Roakes invited the community to attend and honor Moss by lining up along the route, which runs from the funeral home in Rockwell along Highway 52 until the procession turns onto Statesville Boulevard and ends at the National Cemetery Annex , located at 501 Statesville Blvd.

Moss joined the Army in April 1941 at the age of 27, months before the United States entered World War II. He served in the European Theater during the war, culminating in his service in the Hürtgen Offensive, the longest battle on German soil in World War II. The operation was part of the larger Siegfried Line campaign, the operation that pursued the retreating German army through northern France after D-Day.

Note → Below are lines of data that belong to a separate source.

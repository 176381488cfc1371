use std::fs;
use std::path::{Path, PathBuf};

use mermaid_render_core::ExitCode;
use predicates::prelude::*;
use tempfile::{tempdir, TempDir};

const TWO_DIAGRAMS: &str = "# Design\n\n```mermaid\ngraph TD; A-->B\n```\n\nSome prose.\n\n```mermaid\nsequenceDiagram Alice->>Bob: Hi\n```\n";

fn cargo_bin() -> assert_cmd::Command {
    assert_cmd::Command::cargo_bin("mermaid-to-png").unwrap()
}

fn workspace(markdown: &str) -> (TempDir, PathBuf) {
    let dir = tempdir().unwrap();
    let document = dir.path().join("doc.md");
    fs::write(&document, markdown).unwrap();
    (dir, document)
}

#[cfg(unix)]
fn fake_renderer(dir: &Path) -> PathBuf {
    use std::os::unix::fs::PermissionsExt;

    let renderer = dir.join("fake-mmdc");
    let script = r#"#!/bin/sh
out=""
while [ "$#" -gt 0 ]; do
  if [ "$1" = "-o" ]; then
    shift
    out="$1"
  fi
  shift
done
printf 'PNG' > "$out"
"#;
    fs::write(&renderer, script).unwrap();
    let mut perms = fs::metadata(&renderer).unwrap().permissions();
    perms.set_mode(0o755);
    fs::set_permissions(&renderer, perms).unwrap();
    renderer
}

fn listing(dir: &Path) -> Vec<String> {
    let mut names: Vec<String> = fs::read_dir(dir)
        .unwrap()
        .map(|entry| entry.unwrap().file_name().to_string_lossy().into_owned())
        .collect();
    names.sort();
    names
}

#[cfg(unix)]
#[test]
fn converts_every_diagram_next_to_the_working_directory() {
    let (dir, _document) = workspace(TWO_DIAGRAMS);
    let renderer = fake_renderer(dir.path());

    cargo_bin()
        .current_dir(dir.path())
        .arg("doc.md")
        .arg("--renderer")
        .arg(&renderer)
        .assert()
        .success()
        .stdout(predicate::str::contains("Processing: doc.md"))
        .stdout(predicate::str::contains("Found 2 mermaid diagram(s)"))
        .stdout(predicate::str::contains(
            "✓ Diagram 2 (line 9): converted doc_diagrams/diagram_2.mmd to doc_diagrams/diagram_2.png",
        ))
        .stdout(predicate::str::contains(
            "Conversion complete: 2/2 diagrams converted successfully",
        ))
        .stdout(predicate::str::contains("Diagrams saved in: doc_diagrams/"));

    assert_eq!(
        listing(&dir.path().join("doc_diagrams")),
        vec!["diagram_1.mmd", "diagram_1.png", "diagram_2.mmd", "diagram_2.png"]
    );
}

#[cfg(unix)]
#[test]
fn out_dir_flag_moves_the_artifacts() {
    let (dir, document) = workspace(TWO_DIAGRAMS);
    let renderer = fake_renderer(dir.path());
    let out = dir.path().join("build");

    cargo_bin()
        .current_dir(dir.path())
        .arg(&document)
        .arg("--renderer")
        .arg(&renderer)
        .arg("--out-dir")
        .arg(&out)
        .arg("--quiet")
        .assert()
        .success()
        .stdout(predicate::str::is_empty());

    assert!(out.join("doc_diagrams").join("diagram_2.png").exists());
    assert!(!dir.path().join("doc_diagrams").exists());
}

#[cfg(unix)]
#[test]
fn missing_renderer_still_exits_zero() {
    let (dir, _document) = workspace(TWO_DIAGRAMS);

    cargo_bin()
        .current_dir(dir.path())
        .arg("doc.md")
        .arg("--renderer")
        .arg(dir.path().join("missing-mmdc"))
        .arg("--no-html-fallback")
        .env("PATH", "")
        .assert()
        .success()
        .stdout(predicate::str::contains(
            "✗ Diagram 1 (line 3): error converting",
        ))
        .stdout(predicate::str::contains(
            "Conversion complete: 0/2 diagrams converted successfully",
        ));

    assert_eq!(
        listing(&dir.path().join("doc_diagrams")),
        vec!["diagram_1.mmd", "diagram_2.mmd"]
    );
}

#[test]
fn document_without_diagrams_creates_nothing() {
    let (dir, _document) = workspace("# Notes\n\n```rust\nfn main() {}\n```\n");

    cargo_bin()
        .current_dir(dir.path())
        .arg("doc.md")
        .assert()
        .success()
        .stdout(predicate::str::contains(
            "No mermaid diagrams found in the file.",
        ))
        .stdout(predicate::str::contains("Conversion complete").not());

    assert!(!dir.path().join("doc_diagrams").exists());
}

#[test]
fn wrong_extension_is_rejected_before_touching_disk() {
    let dir = tempdir().unwrap();
    fs::write(dir.path().join("notes.txt"), TWO_DIAGRAMS).unwrap();

    cargo_bin()
        .current_dir(dir.path())
        .arg("notes.txt")
        .assert()
        .failure()
        .code(ExitCode::Usage as i32)
        .stdout(predicate::str::contains(".md extension"));

    assert!(!dir.path().join("notes_diagrams").exists());
}

#[test]
fn missing_file_is_a_usage_error() {
    let dir = tempdir().unwrap();

    cargo_bin()
        .current_dir(dir.path())
        .arg("absent.md")
        .assert()
        .failure()
        .code(ExitCode::Usage as i32)
        .stdout(predicate::str::contains("File 'absent.md' not found."));
}

#[test]
fn missing_argument_prints_usage_and_exits_one() {
    cargo_bin()
        .assert()
        .failure()
        .code(ExitCode::Usage as i32)
        .stdout(predicate::str::contains(
            "Usage: mermaid-to-png <markdown_file.md>",
        ))
        .stdout(predicate::str::contains("Example:"));
}

#[test]
fn missing_override_config_exits_with_io_code() {
    let (dir, _document) = workspace(TWO_DIAGRAMS);

    cargo_bin()
        .current_dir(dir.path())
        .arg("doc.md")
        .arg("--config")
        .arg("absent.toml")
        .assert()
        .failure()
        .code(ExitCode::Io as i32)
        .stdout(predicate::str::contains("failed to load configuration"));
}

#[test]
fn help_exits_successfully() {
    cargo_bin()
        .arg("--help")
        .assert()
        .success()
        .stdout(predicate::str::contains("--no-html-fallback"));
}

Moss was involved in fighting near the village of Kommerscheidt, located in the forest. For the American military commanders, the village and its surroundings were seen as a strategically important point because of its value in fortifying the nearby major city of Aachen. Conversely, German military commanders considered the area an extremely important staging area for the planned Battle of the Bulge, and therefore German soldiers fiercely protected it.

Moss’s unit’s participation in the battle began on November 2, 1944. Five days later he was killed by an artillery shell, which was seen and confirmed by a fellow soldier several months later. However, because the German army controlled the area at the end of the fighting, his remains were considered irrecoverable.

After the end of the war, the American Graves Registration Command searched the area for unrecovered American soldiers and found Moss’s damaged dog tags in a mass grave, reporting that he had been buried there along with at least seven other American soldiers and three German soldiers. soldiers. Four American soldiers in the grave were identified, but three others could not be identified, with Army officials saying one of the three could be linked to the dog tags.

Moss’ story was not over, however, as new research by historians and scientists recommended that the three soldiers be exhumed so that new testing and identification methods, including modern DNA testing, could be used. The three were exhumed for forensic analysis in August 2018, and Moss was positively identified in 2024 and returned to his family.